1. National Institute of Standards and Technology (NIST) Cybersecurity Framework (CSF) v2.0
● Definition: The NIST Cybersecurity Framework (CSF) is a voluntary, risk-based framework that
guides organizations to improve their cybersecurity posture. It outlines five core functions:
Identify, Protect, Detect, Respond, and Recover.
● Relevance to AI: While not explicitly designed for AI, the NIST CSF principles can be adapted to
manage cybersecurity risks associated with AI systems. These risks can include data breaches,
manipulation of AI models, and vulnerabilities in AI-powered applications.
● Relationship to MRM: The NIST CSF complements MRM by providing a foundation for securing
the underlying infrastructure and data used in AI models. Effective risk management in AI requires
robust cybersecurity practices, which the NIST CSF helps to establish.
3. ISO 27001:2022 InfoSec, Cybersecurity, and Privacy Protection InfoSec Mgt Systems
Requirements
● Definition: ISO 27001 is an international information security management system (ISMS)
standard. It outlines requirements for establishing, implementing, maintaining, and continually
improving an ISMS to manage information security risks.

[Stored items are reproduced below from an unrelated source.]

//! System-wide constants and default paths.

/// Name the driver identifies itself with on the init command line.
pub const DRIVER_NAME: &str = "native";

/// Default driver root directory on Linux.
pub const DEFAULT_DRIVER_ROOT: &str = "/var/lib/ctdriver";

/// Subdirectory of the driver root holding per-container state.
pub const CONTAINERS_DIR: &str = "containers";

/// File name of the generated environment file inside a container's directory.
pub const ENV_FILE_NAME: &str = "config.env";

/// Fixed in-container path where the environment file is mounted read-only.
pub const ENV_FILE_MOUNT: &str = "/.ctenv";

/// Default in-container path of the init program.
pub const DEFAULT_INIT_PATH: &str = "/.ctinit";

/// Launcher placed in the driver root that runs privileged containers unconfined.
pub const UNCONFINED_LAUNCHER: &str = "ctinit-unconfined";

/// In-container mount point of the console device for interactive containers.
pub const CONSOLE_MOUNT: &str = "/dev/console";

/// Mount table of the calling process.
pub const SELF_MOUNTINFO: &str = "/proc/self/mountinfo";

/// Cgroup membership of the calling process.
pub const SELF_CGROUP: &str = "/proc/self/cgroup";

/// Kernel switch reporting whether `AppArmor` is enabled.
pub const APPARMOR_ENABLED: &str = "/sys/module/apparmor/parameters/enabled";

/// Cgroup subsystem used to locate containers; `cpu` is always mounted on v1 hosts.
pub const REFERENCE_SUBSYSTEM: &str = "cpu";

/// Task list file of a v1 cgroup directory.
pub const CGROUP_V1_TASKS: &str = "tasks";

/// Process list file of a v2 cgroup directory.
pub const CGROUP_V2_PROCS: &str = "cgroup.procs";

/// Exit status reserved for "command not found".
pub const EXIT_COMMAND_NOT_FOUND: i32 = 127;

/// Search path used when the container environment does not define `PATH`.
pub const DEFAULT_SEARCH_PATH: &str =
    "/usr/local/sbin:/usr/local/bin:/usr/sbin:/usr/bin:/sbin:/bin";

/// Capabilities retained by non-privileged containers.
pub const DEFAULT_CAPABILITIES: &[&str] = &[
    "CAP_CHOWN",
    "CAP_DAC_OVERRIDE",
    "CAP_FOWNER",
    "CAP_MKNOD",
    "CAP_NET_RAW",
    "CAP_SETGID",
    "CAP_SETUID",
    "CAP_SETFCAP",
    "CAP_SETPCAP",
    "CAP_NET_BIND_SERVICE",
    "CAP_SYS_CHROOT",
    "CAP_KILL",
    "CAP_AUDIT_WRITE",
];
//! `ctdriver probe` — Report what the driver sees of the host.

use std::path::Path;

use clap::Args;
use ctdriver_common::config::DriverConfig;
use ctdriver_common::constants::{DRIVER_NAME, REFERENCE_SUBSYSTEM, SELF_MOUNTINFO};
use ctdriver_core::cgroup::discovery::{self, CgroupVersion};
use ctdriver_core::host::{self, Propagation};

/// Arguments for the `probe` command.
#[derive(Args, Debug)]
pub struct ProbeArgs {
    /// Mount table to inspect.
    #[arg(long, default_value = SELF_MOUNTINFO)]
    pub mountinfo: std::path::PathBuf,
}

/// Builds the probe report from a mount table and the resolved config.
#[must_use]
pub fn report(table: Option<&str>, config: &DriverConfig) -> serde_json::Value {
    let propagation = table.map_or(Propagation::Unknown, host::root_propagation);
    let cgroup = table
        .and_then(|t| discovery::find_mountpoint(t, REFERENCE_SUBSYSTEM))
        .map(|m| {
            serde_json::json!({
                "path": m.path,
                "version": match m.version {
                    CgroupVersion::V1 => 1,
                    CgroupVersion::V2 => 2,
                },
            })
        });
    serde_json::json!({
        "driver": DRIVER_NAME,
        "root": config.root,
        "root_propagation": match propagation {
            Propagation::Shared => "shared",
            Propagation::NotShared => "private",
            Propagation::Unknown => "unknown",
        },
        "isolate_propagation": propagation.is_shared(),
        "apparmor": config.apparmor,
        "cgroup": cgroup,
    })
}

/// Executes the `probe` command.
///
/// # Errors
///
/// Returns an error if the report cannot be serialized.
pub fn execute(args: &ProbeArgs, config: &DriverConfig) -> anyhow::Result<()> {
    let table = read_table(&args.mountinfo);
    let value = report(table.as_deref(), config);
    let json = serde_json::to_string_pretty(&value)?;
    #[allow(clippy::print_stdout)]
    {
        println!("{json}");
    }
    Ok(())
}

fn read_table(path: &Path) -> Option<String> {
    std::fs::read_to_string(path)
        .map_err(|e| tracing::warn!(path = %path.display(), error = %e, "mount table unreadable"))
        .ok()
}

#[cfg(test)]
mod tests {
    use super::*;

    const TABLE: &str = "\
22 1 8:1 / / rw,relatime shared:1 - ext4 /dev/sda1 rw
30 22 0:26 / /sys/fs/cgroup rw,nosuid shared:4 - cgroup2 cgroup2 rw
";

    #[test]
    fn report_reads_propagation_and_cgroup() {
        let value = report(Some(TABLE), &DriverConfig::default());
        assert_eq!(value["driver"], "native");
        assert_eq!(value["root_propagation"], "shared");
        assert_eq!(value["isolate_propagation"], true);
        assert_eq!(value["cgroup"]["path"], "/sys/fs/cgroup");
        assert_eq!(value["cgroup"]["version"], 2);
    }

    #[test]
    fn unreadable_table_reports_unknown() {
        let value = report(None, &DriverConfig::default());
        assert_eq!(value["root_propagation"], "unknown");
        assert_eq!(value["isolate_propagation"], true);
        assert!(value["cgroup"].is_null());
    }
}
//! # ctdriver-core
//!
//! Low-level Linux isolation primitives for the ctdriver execution driver.
//!
//! This crate provides safe abstractions over:
//! - **Namespaces**: the clone mask applied to a new container process.
//! - **Filesystem**: bind mounts, propagation changes, `/proc` and root change.
//! - **Capabilities**: bounding/effective set reduction for least privilege.
//! - **Identity**: user/group resolution and switching.
//! - **Network**: in-container interface configuration.
//! - **Cgroups**: hierarchy discovery and per-container task lists.
//! - **Host probing**: mount propagation of `/` and MAC detection.
//!
//! The [`nix::Result`] functions in [`filesystem`] are meant to run between
//! `clone(2)` and `execve(2)`, so they report bare errnos and never log.

#![cfg_attr(test, allow(clippy::expect_used, clippy::unwrap_used))]

pub mod capability;
pub mod cgroup;
pub mod filesystem;
pub mod host;
pub mod mountinfo;
pub mod namespace;
pub mod network;
pub mod user;
//! `ctdriver pids` — List the processes of a container's cgroup.

use clap::Args;
use ctdriver_common::config::DriverConfig;
use ctdriver_common::types::ContainerId;
use ctdriver_runtime::driver::Driver;

/// Arguments for the `pids` command.
#[derive(Args, Debug)]
pub struct PidsArgs {
    /// Container ID.
    pub id: String,
}

/// Renders one PID per line.
#[must_use]
pub fn render(pids: &[u32]) -> String {
    pids.iter().map(|p| format!("{p}\n")).collect()
}

/// Executes the `pids` command.
///
/// # Errors
///
/// Returns an error if the container's cgroup cannot be located or its
/// task file cannot be read.
pub fn execute(args: &PidsArgs, config: &DriverConfig) -> anyhow::Result<()> {
    let id = ContainerId::new(args.id.clone());
    let driver = Driver::new(config.clone());
    let pids = driver
        .pids_for_container(&id)
        .map_err(|e| anyhow::anyhow!("listing processes of {id}: {e}"))?;
    #[allow(clippy::print_stdout)]
    {
        print!("{}", render(&pids));
    }
    Ok(())
}

#[cfg(test)]
mod tests {
    use super::*;

    #[test]
    fn render_lists_one_pid_per_line() {
        assert_eq!(render(&[1, 42]), "1\n42\n");
        assert_eq!(render(&[]), "");
    }
}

● Relevance to AI: Similar to NIST CSF, ISO 27001 provides a foundation for securing information
assets, which is crucial for AI systems that rely on large datasets. By implementing ISO 27001
controls, organizations can safeguard sensitive data for training and operating AI models.
● Relationship to MRM: A robust ISMS established through ISO 27001 helps mitigate
data-related risks in MRM. Secure data handling practices are essential for preventing data
breaches, unauthorized access, and manipulation of data used in AI models.
7. OECD Principles on AI
● Definition: The Organisation for Economic Co-operation and Development (OECD) Principles
on AI are international standards endorsed by over 40 countries. These principles promote the
responsible stewardship of trustworthy AI in society and the economy. They focus on innovative
and trustworthy AI while respecting human rights and democratic values.
● Relevance to AI: The principles advocate for AI systems designed to respect the rule of law,
human rights, democratic values, and diversity, and they encourage transparency and responsible
disclosure in AI systems.
8. A FAIR Artificial Intelligence (AI) Cyber Risk Playbook (FAIR-AIR Approach Playbook)
● Definition: Factor Analysis of Information Risk (FAIR™) is an international standard quantitative
risk analysis model for information security and operational risk. FAIR-AIR helps to identify your
AI-related loss exposure and make risk-based decisions on treating this new category in cyber risk
management.
● Relevance to AI: Risk assessments of AI models or AI based systems in a quantitative way is
challenging. FAIR-AIR is an approach which can help with this challenging task of cyber risk
quantification in this new category.
● Relationship to MRM: Model risk assessment can take a quantitative approach in addition to
qualitative risk assessments. Quantitative analysis can provide a model to understand the risks in
financial terms and will enable better communication with the business.